*** Given information Section Begins ***

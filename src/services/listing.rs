//! 视频列表查询
//!
//! 构建筛选条件 → 计数 → 收敛页码 → 取当前页 → 计算页码窗口 → 组装响应。

use log::debug;
use std::time::Instant;

use crate::errors::ApiResult;
use crate::models::{ListParams, PageResult, VideoRecord};
use crate::services::db::{Predicate, VideoDao, VideoDbManager};
use crate::services::filter::build_list_query;
use crate::services::pagination::{self, PageNav};

/// 分页列出视频
///
/// 参数校验失败时不执行任何查询；计数和取数在同一个读事务里完成，
/// 任一查询失败则整体返回错误，不会返回部分结果。
pub fn list_videos(db_manager: &VideoDbManager, raw: &ListParams) -> ApiResult<PageResult> {
    let start = Instant::now();
    let query = build_list_query(raw)?;
    let predicate = Predicate::compile(&query.filter);
    let per_page = query.page.per_page;
    let dao = VideoDao::new(db_manager);

    let result = dao.in_read_transaction(|dao| -> ApiResult<PageResult> {
        let total = dao.count_videos(&predicate)?;
        let total_pages = pagination::total_pages(total, per_page);
        let page = pagination::clamp_page(query.page.page, total_pages);
        let offset = (page - 1) * per_page;
        let items = dao.fetch_page(&predicate, query.sort, offset, per_page)?;

        Ok(assemble(items, total, per_page, PageNav::new(page, total_pages)))
    })?;

    debug!(
        "列表查询: {:?} total={} page={}/{} 耗时 {:?}",
        query.filter,
        result.total,
        result.page,
        result.total_pages,
        start.elapsed()
    );

    Ok(result)
}

fn assemble(items: Vec<VideoRecord>, total: u64, per_page: u64, nav: PageNav) -> PageResult {
    PageResult {
        items,
        total,
        page: nav.page,
        per_page,
        total_pages: nav.total_pages,
        pages: nav.pages,
        has_prev: nav.has_prev,
        has_next: nav.has_next,
        prev_page: nav.prev_page,
        next_page: nav.next_page,
    }
}
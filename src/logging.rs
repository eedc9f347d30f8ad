//! 日志初始化
//!
//! 统一使用 `log` 门面，后端为 log4rs。

use anyhow::{Context, Result};
use log::LevelFilter;
use log4rs::{
    append::console::ConsoleAppender,
    config::{Appender, Config, Logger, Root},
    encode::pattern::PatternEncoder,
};

use crate::config::AppConfig;

/// 控制台输出格式，级别带颜色
pub const CONSOLE_PATTERN: &str = "{d(%Y-%m-%d %H:%M:%S)} {h({l:<5})} {t} - {m}{n}";

/// 初始化全局日志
///
/// 配置了 `LOG_CONFIG` 时读取该 YAML 文件，否则输出到控制台。
pub fn init(config: &AppConfig) -> Result<()> {
    if let Some(path) = &config.log_config {
        log4rs::init_file(path, Default::default())
            .with_context(|| format!("无法加载日志配置 {}", path.display()))?;
        return Ok(());
    }

    log4rs::init_config(console_config(config.log_level)?).context("日志初始化失败")?;
    Ok(())
}

/// 内置的控制台日志配置
pub fn console_config(level: LevelFilter) -> Result<Config> {
    let stdout = ConsoleAppender::builder()
        .encoder(Box::new(PatternEncoder::new(CONSOLE_PATTERN)))
        .build();

    Config::builder()
        .appender(Appender::builder().build("stdout", Box::new(stdout)))
        // 第三方库的连接细节不需要
        .logger(Logger::builder().build("hyper", LevelFilter::Warn))
        .logger(Logger::builder().build("reqwest", LevelFilter::Warn))
        .build(Root::builder().appender("stdout").build(level))
        .context("日志配置无效")
}

#[cfg(test)]
mod tests {
    use super::*;

    #[test]
    fn test_console_config_builds() {
        let config = console_config(LevelFilter::Debug).unwrap();
        assert_eq!(config.root().level(), LevelFilter::Debug);
        assert_eq!(config.appenders().len(), 1);
    }
}
use crate::models::{NewVideo, SortOrder, VideoRecord};
use crate::services::db::connection::VideoDbManager;
use crate::services::db::predicate::Predicate;
use crate::services::db::schema::queries;
use rusqlite::{params, params_from_iter, types::Value, Connection, OptionalExtension, Result, Row};
use std::collections::HashMap;

/// 视频数据访问对象
///
/// 提供视频数据的查询与写入操作
pub struct VideoDao<'a> {
    db_manager: &'a VideoDbManager,
}

impl<'a> VideoDao<'a> {
    /// 创建新的视频数据访问对象
    pub fn new(db_manager: &'a VideoDbManager) -> Self {
        Self { db_manager }
    }

    /// 在同一个读事务中执行多次查询，保证它们看到同一份数据
    pub fn in_read_transaction<T, E>(&self, f: impl FnOnce(&Self) -> std::result::Result<T, E>) -> std::result::Result<T, E>
    where
        E: From<rusqlite::Error>,
    {
        let tx = self.db_manager.conn.unchecked_transaction()?;
        let out = f(self)?;
        tx.commit()?;
        Ok(out)
    }

    /// 统计满足条件的视频总数
    pub fn count_videos(&self, predicate: &Predicate) -> Result<u64> {
        let sql = format!("{} {}", queries::COUNT_VIDEOS, predicate.where_clause());
        let mut stmt = self.db_manager.conn.prepare(&sql)?;
        let total: i64 = stmt.query_row(params_from_iter(predicate.params()), |row| row.get(0))?;
        Ok(total.max(0) as u64)
    }

    /// 获取一页满足条件的视频
    ///
    /// 按创建时间排序，id 作为次级排序保证翻页稳定；最多返回 `limit` 条。
    pub fn fetch_page(
        &self,
        predicate: &Predicate,
        sort: SortOrder,
        offset: u64,
        limit: u64,
    ) -> Result<Vec<VideoRecord>> {
        let direction = sort.as_sql();
        let sql = format!(
            "{} {} ORDER BY v.created_at {}, v.id {} LIMIT ? OFFSET ?",
            queries::SELECT_VIDEOS,
            predicate.where_clause(),
            direction,
            direction
        );

        let mut bound: Vec<Value> = predicate.params().to_vec();
        bound.push(Value::Integer(limit.min(i64::MAX as u64) as i64));
        bound.push(Value::Integer(offset.min(i64::MAX as u64) as i64));

        let mut stmt = self.db_manager.conn.prepare(&sql)?;
        let mut videos = stmt
            .query_map(params_from_iter(bound.iter()), map_video_row)?
            .collect::<Result<Vec<_>>>()?;

        let mut tags = self.tags_for_videos(&videos)?;
        for video in &mut videos {
            video.tags = tags.remove(&video.id).unwrap_or_default();
        }

        Ok(videos)
    }

    /// 一次查询取出整页视频的标签，按关联顺序
    fn tags_for_videos(&self, videos: &[VideoRecord]) -> Result<HashMap<String, Vec<String>>> {
        let mut tags: HashMap<String, Vec<String>> = HashMap::new();
        if videos.is_empty() {
            return Ok(tags);
        }

        let placeholders = vec!["?"; videos.len()].join(", ");
        let sql = format!(
            "{} WHERE vt.video_id IN ({}) ORDER BY vt.rowid ASC",
            queries::SELECT_TAGS_FOR_VIDEOS,
            placeholders
        );
        let mut stmt = self.db_manager.conn.prepare(&sql)?;
        let rows = stmt.query_map(params_from_iter(videos.iter().map(|v| &v.id)), |row| {
            Ok((row.get::<_, String>(0)?, row.get::<_, String>(1)?))
        })?;

        for row in rows {
            let (video_id, name) = row?;
            tags.entry(video_id).or_default().push(name);
        }
        Ok(tags)
    }

    /// 根据 id 获取视频
    pub fn get_video_by_id(&self, id: &str) -> Result<Option<VideoRecord>> {
        let video = self
            .db_manager
            .conn
            .query_row(queries::SELECT_VIDEO_BY_ID, [id], map_video_row)
            .optional()?;

        match video {
            Some(mut video) => {
                video.tags = self.tags_for_video(&video.id)?;
                Ok(Some(video))
            }
            None => Ok(None),
        }
    }

    /// 视频的标签，按关联顺序
    pub fn tags_for_video(&self, video_id: &str) -> Result<Vec<String>> {
        let mut stmt = self
            .db_manager
            .conn
            .prepare_cached(queries::SELECT_TAGS_FOR_VIDEO)?;
        let tag_iter = stmt.query_map([video_id], |row| row.get::<_, String>(0))?;
        let tags = tag_iter.collect::<Result<Vec<_>>>()?;
        Ok(tags)
    }

    /// 写入新视频及其标签关联
    ///
    /// 插入视频、解析标签、建立关联在同一个事务中完成，任一步失败全部回滚。
    pub fn create_video(&self, video: &NewVideo) -> Result<VideoRecord> {
        let tx = self.db_manager.conn.unchecked_transaction()?;
        tx.execute(
            queries::INSERT_VIDEO,
            params![
                video.id,
                video.title,
                video.thumbnail_url,
                video.created_at,
                video.duration_seconds,
                video.views
            ],
        )?;
        attach_tags(&tx, &video.id, &video.tags)?;
        tx.commit()?;

        self.get_video_by_id(&video.id)?
            .ok_or(rusqlite::Error::QueryReturnedNoRows)
    }

    /// 批量导入已有记录，id 已存在的跳过
    ///
    /// 返回实际新增的条数
    pub fn import_videos(&self, videos: &[VideoRecord]) -> Result<usize> {
        let tx = self.db_manager.conn.unchecked_transaction()?;
        let mut inserted = 0;

        for video in videos {
            let changed = tx.execute(
                queries::INSERT_VIDEO_IF_ABSENT,
                params![
                    video.id,
                    video.title,
                    video.thumbnail_url,
                    video.created_at,
                    video.duration_seconds,
                    video.views
                ],
            )?;
            if changed == 0 {
                continue;
            }
            attach_tags(&tx, &video.id, &video.tags)?;
            inserted += 1;
        }

        tx.commit()?;
        Ok(inserted)
    }
}

/// 标签按名称复用或新建，再与视频关联
fn attach_tags(conn: &Connection, video_id: &str, tags: &[String]) -> Result<()> {
    let mut insert_tag = conn.prepare_cached(queries::INSERT_TAG_IF_ABSENT)?;
    let mut select_tag = conn.prepare_cached(queries::SELECT_TAG_ID)?;
    let mut link = conn.prepare_cached(queries::INSERT_VIDEO_TAG)?;

    for name in tags {
        insert_tag.execute([name])?;
        let tag_id: i64 = select_tag.query_row([name], |row| row.get(0))?;
        link.execute(params![video_id, tag_id])?;
    }

    Ok(())
}

fn map_video_row(row: &Row<'_>) -> Result<VideoRecord> {
    Ok(VideoRecord {
        id: row.get(0)?,
        title: row.get(1)?,
        thumbnail_url: row.get(2)?,
        created_at: row.get(3)?,
        duration_seconds: row.get(4)?,
        views: row.get(5)?,
        tags: Vec::new(),
    })
}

*** Given information Section Ends ***

Activity — Lines from the start of the entries through the one containing "use crate::services::filter::build_list_query;" are to be set down again exactly, both ends included.

Answer —
filename src/services/listing.rs
//! 视频列表查询
//!
//! 构建筛选条件 → 计数 → 收敛页码 → 取当前页 → 计算页码窗口 → 组装响应。

use log::debug;
use std::time::Instant;

use crate::errors::ApiResult;
use crate::models::{ListParams, PageResult, VideoRecord};
use crate::services::db::{Predicate, VideoDao, VideoDbManager};
use crate::services::filter::build_list_query;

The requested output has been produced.